The missing semester in the CS

Introduction

本篇是MIT的公开课程计算机教学中消失的一学期的学习笔记第二篇。在笔记中,我将摘抄我认为是重点的语句,文中举出的例子我会在自己的电脑上操作一遍并给出其产生的结果。

本篇为Shell Tools and Scripting部分的学习笔记,课程地址为Shell-tools

Shell Scripting

Shell scripts are the next step in complexity. Most shells have their own scripting language with variables, control flow and its own syntax. What makes shell scripting different from other scripting programming language is that it is optimized for performing shell-related tasks. Thus, creating command pipelines, saving results into files, and reading from standard input are primitives in shell scripting, which makes it easier to use than general purpose scripting languages. For this section we will focus on bash scripting since it is the most common.

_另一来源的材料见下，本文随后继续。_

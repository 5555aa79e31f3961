use std::time::Duration;

use crate::browser::driver::SelectBy;
use crate::browser::locator::Locator;
use crate::error::BrowserError;
use crate::pages::base::BasePage;

// Account information
const TITLE_MR: &str = "input#id_gender1";
const TITLE_MRS: &str = "input#id_gender2";
const PASSWORD: &str = "input[data-qa='password']";
const DAY: &str = "select[data-qa='days']";
const MONTH: &str = "select[data-qa='months']";
const YEAR: &str = "select[data-qa='years']";
const NEWSLETTER: &str = "input#newsletter";
const OFFERS: &str = "input#optin";
const ACCOUNT_INFO_HEADER: &str = "text=Enter Account Information";

// Address information
const FIRST_NAME: &str = "input[data-qa='first_name']";
const LAST_NAME: &str = "input[data-qa='last_name']";
const COMPANY: &str = "input[data-qa='company']";
const ADDRESS: &str = "input[data-qa='address']";
const ADDRESS2: &str = "input[data-qa='address2']";
const COUNTRY: &str = "select[data-qa='country']";
const STATE: &str = "input[data-qa='state']";
const CITY: &str = "input[data-qa='city']";
const ZIPCODE: &str = "input[data-qa='zipcode']";
const MOBILE: &str = "input[data-qa='mobile_number']";

const CREATE_ACCOUNT: &str = "button[data-qa='create-account']";
const ACCOUNT_CREATED: &str = "h2[data-qa='account-created']";
const CONTINUE: &str = "a[data-qa='continue-button']";

const ACCOUNT_CREATED_TIMEOUT: Duration = Duration::from_millis(10_000);

/// Every field of the "Enter Account Information" form.
#[derive(Debug, Clone, PartialEq)]
pub struct RegistrationDetails {
    pub title: String,
    pub password: String,
    pub day: String,
    pub month: String,
    pub year: String,
    pub first_name: String,
    pub last_name: String,
    pub company: String,
    pub address: String,
    pub address2: String,
    pub country: String,
    pub state: String,
    pub city: String,
    pub zipcode: String,
    pub mobile: String,
    pub newsletter: bool,
    pub offers: bool,
}

impl RegistrationDetails {
    /// Defaults for tests that do not care about individual fields.
    pub fn quick(password: &str, first_name: &str, last_name: &str, mobile: &str) -> Self {
        Self {
            title: "Mr".into(),
            password: password.into(),
            day: "15".into(),
            month: "5".into(),
            year: "1990".into(),
            first_name: first_name.into(),
            last_name: last_name.into(),
            company: "Test Company".into(),
            address: "123 Test Street".into(),
            address2: "Apt 456".into(),
            country: "India".into(),
            state: "Test State".into(),
            city: "Test City".into(),
            zipcode: "12345".into(),
            mobile: mobile.into(),
            newsletter: true,
            offers: true,
        }
    }
}

/// `/signup`: account and address details after the first signup step.
#[derive(Clone, Copy)]
pub struct SignupPage<'a> {
    base: BasePage<'a>,
}

impl<'a> SignupPage<'a> {
    pub fn new(base: BasePage<'a>) -> Self {
        Self { base }
    }

    /// "mr"/"male" → Mr, "mrs"/"female" → Mrs, anything else is ignored.
    pub fn select_title(&self, title: &str) -> Result<(), BrowserError> {
        let driver = self.base.driver();
        match title.to_lowercase().as_str() {
            "mr" | "male" => driver.set_checked(&Locator::new(TITLE_MR), true),
            "mrs" | "female" => driver.set_checked(&Locator::new(TITLE_MRS), true),
            _ => Ok(()),
        }
    }

    pub fn enter_password(&self, password: &str) -> Result<(), BrowserError> {
        self.base.fill(&Locator::new(PASSWORD), password)
    }

    /// Day, month (numeric value) and year dropdowns, all by option value.
    pub fn select_date_of_birth(
        &self,
        day: &str,
        month: &str,
        year: &str,
    ) -> Result<(), BrowserError> {
        let driver = self.base.driver();
        driver.select_option(&Locator::new(DAY), &SelectBy::Value(day.into()))?;
        driver.select_option(&Locator::new(MONTH), &SelectBy::Value(month.into()))?;
        driver.select_option(&Locator::new(YEAR), &SelectBy::Value(year.into()))
    }

    pub fn set_newsletter(&self, checked: bool) -> Result<(), BrowserError> {
        self.base
            .driver()
            .set_checked(&Locator::new(NEWSLETTER), checked)
    }

    pub fn set_special_offers(&self, checked: bool) -> Result<(), BrowserError> {
        self.base.driver().set_checked(&Locator::new(OFFERS), checked)
    }

    pub fn enter_first_name(&self, value: &str) -> Result<(), BrowserError> {
        self.base.fill(&Locator::new(FIRST_NAME), value)
    }

    pub fn enter_last_name(&self, value: &str) -> Result<(), BrowserError> {
        self.base.fill(&Locator::new(LAST_NAME), value)
    }

    pub fn enter_company(&self, value: &str) -> Result<(), BrowserError> {
        self.base.fill(&Locator::new(COMPANY), value)
    }

    pub fn enter_address(&self, value: &str) -> Result<(), BrowserError> {
        self.base.fill(&Locator::new(ADDRESS), value)
    }

    pub fn enter_address2(&self, value: &str) -> Result<(), BrowserError> {
        self.base.fill(&Locator::new(ADDRESS2), value)
    }

    /// Country by its visible label, e.g. "India".
    pub fn select_country(&self, country: &str) -> Result<(), BrowserError> {
        self.base
            .driver()
            .select_option(&Locator::new(COUNTRY), &SelectBy::Label(country.into()))
    }

    pub fn enter_state(&self, value: &str) -> Result<(), BrowserError> {
        self.base.fill(&Locator::new(STATE), value)
    }

    pub fn enter_city(&self, value: &str) -> Result<(), BrowserError> {
        self.base.fill(&Locator::new(CITY), value)
    }

    pub fn enter_zipcode(&self, value: &str) -> Result<(), BrowserError> {
        self.base.fill(&Locator::new(ZIPCODE), value)
    }

    pub fn enter_mobile(&self, value: &str) -> Result<(), BrowserError> {
        self.base.fill(&Locator::new(MOBILE), value)
    }

    /// Title, password, date of birth and the opt-in checkboxes.
    /// Checkboxes are only ever checked here, never unchecked.
    pub fn fill_account_information(
        &self,
        details: &RegistrationDetails,
    ) -> Result<(), BrowserError> {
        self.select_title(&details.title)?;
        self.enter_password(&details.password)?;
        self.select_date_of_birth(&details.day, &details.month, &details.year)?;
        if details.newsletter {
            self.set_newsletter(true)?;
        }
        if details.offers {
            self.set_special_offers(true)?;
        }
        Ok(())
    }

    pub fn fill_address_information(
        &self,
        details: &RegistrationDetails,
    ) -> Result<(), BrowserError> {
        self.enter_first_name(&details.first_name)?;
        self.enter_last_name(&details.last_name)?;
        self.enter_company(&details.company)?;
        self.enter_address(&details.address)?;
        self.enter_address2(&details.address2)?;
        self.select_country(&details.country)?;
        self.enter_state(&details.state)?;
        self.enter_city(&details.city)?;
        self.enter_zipcode(&details.zipcode)?;
        self.enter_mobile(&details.mobile)
    }

    pub fn complete_registration(&self, details: &RegistrationDetails) -> Result<(), BrowserError> {
        self.fill_account_information(details)?;
        self.fill_address_information(details)?;
        self.click_create_account()
    }

    pub fn quick_registration(
        &self,
        password: &str,
        first_name: &str,
        last_name: &str,
        mobile: &str,
    ) -> Result<(), BrowserError> {
        self.complete_registration(&RegistrationDetails::quick(
            password, first_name, last_name, mobile,
        ))
    }

    pub fn click_create_account(&self) -> Result<(), BrowserError> {
        self.base.click(&Locator::new(CREATE_ACCOUNT))?;
        self.base.settle(2000);
        Ok(())
    }

    pub fn click_continue(&self) -> Result<(), BrowserError> {
        self.base.click(&Locator::new(CONTINUE))
    }

    pub fn is_account_info_header_visible(&self) -> bool {
        self.base.is_shown(&Locator::new(ACCOUNT_INFO_HEADER))
    }

    pub fn is_account_created_visible(&self) -> bool {
        self.base
            .is_visible(&Locator::new(ACCOUNT_CREATED), ACCOUNT_CREATED_TIMEOUT)
    }

    pub fn account_created_message(&self) -> Result<String, BrowserError> {
        if !self.is_account_created_visible() {
            return Ok(String::new());
        }
        self.base.text(&Locator::new(ACCOUNT_CREATED))
    }

    pub fn is_create_account_enabled(&self) -> Result<bool, BrowserError> {
        self.base.driver().is_enabled(&Locator::new(CREATE_ACCOUNT))
    }

    pub fn is_newsletter_checked(&self) -> Result<bool, BrowserError> {
        self.base.driver().is_checked(&Locator::new(NEWSLETTER))
    }

    pub fn is_special_offers_checked(&self) -> Result<bool, BrowserError> {
        self.base.driver().is_checked(&Locator::new(OFFERS))
    }

    /// Value of the selected country option.
    pub fn selected_country(&self) -> Result<String, BrowserError> {
        self.base.driver().input_value(&Locator::new(COUNTRY))
    }

    pub fn available_countries(&self) -> Result<Vec<String>, BrowserError> {
        self.base
            .driver()
            .all_text_contents(&Locator::new(COUNTRY).locator("option"))
    }

    /// `type` attribute of the password input; "password" when masked.
    pub fn password_type(&self) -> Result<Option<String>, BrowserError> {
        self.base
            .driver()
            .attribute(&Locator::new(PASSWORD), "type")
    }

    pub fn password_value(&self) -> Result<String, BrowserError> {
        self.base.driver().input_value(&Locator::new(PASSWORD))
    }
}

primitive表示原始人,原函数的意思,这里表示管道,保存到文件等等的工具是bash本来就有的,可以使在bash脚本中的工作更加顺利。

To assign variables in bash, use the syntax foo=bar and access the value of the variable with $foo. Note that foo = bar will not work since it is interpreted as calling the foo program with arguments = and bar. In general, in shell scripts the space character will perform argument splitting. This behavior can be confusing to use at first, so always check for that.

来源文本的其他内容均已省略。